---- Working data

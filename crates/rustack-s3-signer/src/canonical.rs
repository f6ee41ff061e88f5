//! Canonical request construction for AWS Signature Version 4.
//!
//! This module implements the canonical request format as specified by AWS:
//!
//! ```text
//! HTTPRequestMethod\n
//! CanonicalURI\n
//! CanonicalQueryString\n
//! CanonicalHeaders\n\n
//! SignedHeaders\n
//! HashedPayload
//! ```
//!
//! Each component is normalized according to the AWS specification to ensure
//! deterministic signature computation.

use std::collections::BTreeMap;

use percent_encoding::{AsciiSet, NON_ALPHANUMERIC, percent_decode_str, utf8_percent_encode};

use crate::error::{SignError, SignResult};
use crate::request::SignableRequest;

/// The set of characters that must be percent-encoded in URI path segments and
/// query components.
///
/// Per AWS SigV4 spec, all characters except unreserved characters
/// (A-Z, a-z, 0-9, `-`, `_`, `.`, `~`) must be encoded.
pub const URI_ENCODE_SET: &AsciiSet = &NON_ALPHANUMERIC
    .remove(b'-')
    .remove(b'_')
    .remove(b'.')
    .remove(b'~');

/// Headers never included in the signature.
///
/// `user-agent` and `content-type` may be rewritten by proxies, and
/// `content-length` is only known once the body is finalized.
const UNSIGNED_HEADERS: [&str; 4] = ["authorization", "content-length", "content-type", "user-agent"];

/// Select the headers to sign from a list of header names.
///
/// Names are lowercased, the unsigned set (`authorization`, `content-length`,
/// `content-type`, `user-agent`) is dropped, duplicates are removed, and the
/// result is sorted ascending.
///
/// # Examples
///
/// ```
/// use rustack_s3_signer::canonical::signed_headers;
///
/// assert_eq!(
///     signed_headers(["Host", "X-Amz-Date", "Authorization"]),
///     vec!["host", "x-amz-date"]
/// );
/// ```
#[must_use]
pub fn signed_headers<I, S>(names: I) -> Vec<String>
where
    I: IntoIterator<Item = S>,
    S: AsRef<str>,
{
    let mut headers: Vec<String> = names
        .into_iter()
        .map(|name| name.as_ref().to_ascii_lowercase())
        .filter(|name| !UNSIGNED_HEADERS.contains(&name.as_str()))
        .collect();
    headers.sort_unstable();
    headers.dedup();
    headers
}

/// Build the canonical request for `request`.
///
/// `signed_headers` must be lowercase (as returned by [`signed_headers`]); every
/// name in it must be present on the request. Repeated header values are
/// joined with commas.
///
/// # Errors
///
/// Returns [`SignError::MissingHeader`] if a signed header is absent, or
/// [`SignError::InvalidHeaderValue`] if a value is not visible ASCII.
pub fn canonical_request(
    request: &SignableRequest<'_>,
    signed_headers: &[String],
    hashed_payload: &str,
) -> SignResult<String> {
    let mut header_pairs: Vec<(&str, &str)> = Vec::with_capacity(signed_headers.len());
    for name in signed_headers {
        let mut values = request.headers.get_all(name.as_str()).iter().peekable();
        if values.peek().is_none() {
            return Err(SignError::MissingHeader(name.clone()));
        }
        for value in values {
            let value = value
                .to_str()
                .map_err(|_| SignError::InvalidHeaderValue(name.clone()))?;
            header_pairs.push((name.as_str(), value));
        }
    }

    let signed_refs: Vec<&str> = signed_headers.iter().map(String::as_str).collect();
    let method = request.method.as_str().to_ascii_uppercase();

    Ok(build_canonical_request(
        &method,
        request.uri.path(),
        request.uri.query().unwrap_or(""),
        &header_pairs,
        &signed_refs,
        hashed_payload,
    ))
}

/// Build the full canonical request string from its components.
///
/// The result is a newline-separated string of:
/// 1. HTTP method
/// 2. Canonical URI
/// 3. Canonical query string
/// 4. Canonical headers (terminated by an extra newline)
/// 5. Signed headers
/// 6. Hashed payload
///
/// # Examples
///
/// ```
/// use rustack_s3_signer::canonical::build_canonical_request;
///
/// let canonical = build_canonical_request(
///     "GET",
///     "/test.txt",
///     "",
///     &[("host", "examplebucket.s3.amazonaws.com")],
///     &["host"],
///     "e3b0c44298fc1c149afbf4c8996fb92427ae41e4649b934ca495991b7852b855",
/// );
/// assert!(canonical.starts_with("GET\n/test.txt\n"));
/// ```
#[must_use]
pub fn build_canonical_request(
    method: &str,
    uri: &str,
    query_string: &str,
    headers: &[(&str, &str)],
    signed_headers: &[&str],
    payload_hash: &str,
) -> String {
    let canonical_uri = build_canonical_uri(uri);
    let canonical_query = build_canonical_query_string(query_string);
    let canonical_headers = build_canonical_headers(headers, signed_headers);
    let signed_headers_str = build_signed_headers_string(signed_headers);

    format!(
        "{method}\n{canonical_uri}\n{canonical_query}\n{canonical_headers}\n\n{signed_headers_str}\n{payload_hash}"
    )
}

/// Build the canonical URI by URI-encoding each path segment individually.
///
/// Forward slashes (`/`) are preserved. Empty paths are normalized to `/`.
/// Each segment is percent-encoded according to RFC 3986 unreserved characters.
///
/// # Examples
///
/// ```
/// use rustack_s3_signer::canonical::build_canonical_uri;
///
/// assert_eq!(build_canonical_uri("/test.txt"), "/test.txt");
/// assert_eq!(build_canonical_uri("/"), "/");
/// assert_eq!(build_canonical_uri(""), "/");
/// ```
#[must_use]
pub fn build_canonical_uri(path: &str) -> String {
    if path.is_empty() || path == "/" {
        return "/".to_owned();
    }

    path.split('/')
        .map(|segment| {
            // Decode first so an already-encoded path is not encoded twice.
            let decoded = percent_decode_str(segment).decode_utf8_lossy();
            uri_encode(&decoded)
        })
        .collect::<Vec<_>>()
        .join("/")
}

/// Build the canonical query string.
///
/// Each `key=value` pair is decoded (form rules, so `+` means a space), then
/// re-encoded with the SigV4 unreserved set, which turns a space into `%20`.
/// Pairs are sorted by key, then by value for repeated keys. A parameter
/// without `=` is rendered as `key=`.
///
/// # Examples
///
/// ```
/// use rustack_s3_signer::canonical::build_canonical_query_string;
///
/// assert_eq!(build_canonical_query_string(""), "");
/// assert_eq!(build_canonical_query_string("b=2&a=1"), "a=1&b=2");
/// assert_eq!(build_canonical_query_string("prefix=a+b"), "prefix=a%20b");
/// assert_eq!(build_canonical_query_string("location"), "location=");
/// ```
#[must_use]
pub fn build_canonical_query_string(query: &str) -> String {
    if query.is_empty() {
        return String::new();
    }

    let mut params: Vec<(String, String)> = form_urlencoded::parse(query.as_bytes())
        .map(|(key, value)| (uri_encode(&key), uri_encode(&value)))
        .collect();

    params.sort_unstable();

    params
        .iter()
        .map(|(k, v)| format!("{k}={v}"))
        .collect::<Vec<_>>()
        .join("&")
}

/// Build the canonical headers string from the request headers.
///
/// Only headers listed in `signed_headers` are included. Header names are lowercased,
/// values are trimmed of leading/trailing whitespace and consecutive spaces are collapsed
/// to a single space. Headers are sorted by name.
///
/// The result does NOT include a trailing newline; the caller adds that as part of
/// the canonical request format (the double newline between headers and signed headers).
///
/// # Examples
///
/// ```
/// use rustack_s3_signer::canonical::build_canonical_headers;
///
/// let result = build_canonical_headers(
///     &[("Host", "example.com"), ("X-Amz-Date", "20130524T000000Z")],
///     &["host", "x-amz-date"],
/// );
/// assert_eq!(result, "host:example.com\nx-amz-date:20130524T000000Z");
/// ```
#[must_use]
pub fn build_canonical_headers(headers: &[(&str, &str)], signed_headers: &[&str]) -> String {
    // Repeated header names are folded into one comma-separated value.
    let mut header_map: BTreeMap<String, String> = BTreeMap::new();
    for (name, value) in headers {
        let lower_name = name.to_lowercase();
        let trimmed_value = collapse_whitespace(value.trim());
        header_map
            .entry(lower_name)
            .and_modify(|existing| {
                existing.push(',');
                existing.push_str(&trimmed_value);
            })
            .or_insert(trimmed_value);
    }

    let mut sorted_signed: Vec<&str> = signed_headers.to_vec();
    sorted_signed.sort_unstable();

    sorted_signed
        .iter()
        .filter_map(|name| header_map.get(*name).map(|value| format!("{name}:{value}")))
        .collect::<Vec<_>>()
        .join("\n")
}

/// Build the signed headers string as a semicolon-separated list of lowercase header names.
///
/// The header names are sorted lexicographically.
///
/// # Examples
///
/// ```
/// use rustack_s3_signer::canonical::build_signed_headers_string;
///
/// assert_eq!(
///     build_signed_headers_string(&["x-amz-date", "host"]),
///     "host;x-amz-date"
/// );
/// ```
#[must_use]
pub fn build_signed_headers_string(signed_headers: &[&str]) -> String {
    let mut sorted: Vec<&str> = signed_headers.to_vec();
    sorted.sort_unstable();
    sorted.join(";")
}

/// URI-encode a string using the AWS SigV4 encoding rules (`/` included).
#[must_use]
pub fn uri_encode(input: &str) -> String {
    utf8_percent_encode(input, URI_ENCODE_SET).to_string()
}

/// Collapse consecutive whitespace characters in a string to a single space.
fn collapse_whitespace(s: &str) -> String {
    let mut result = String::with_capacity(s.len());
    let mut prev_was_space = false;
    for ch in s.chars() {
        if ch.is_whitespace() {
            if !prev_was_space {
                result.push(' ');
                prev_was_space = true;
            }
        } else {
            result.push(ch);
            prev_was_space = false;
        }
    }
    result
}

--------

* About this task *
How many lines in the records hold the string "decoded"? Reply with the number alone.

* Result for this exercise *
3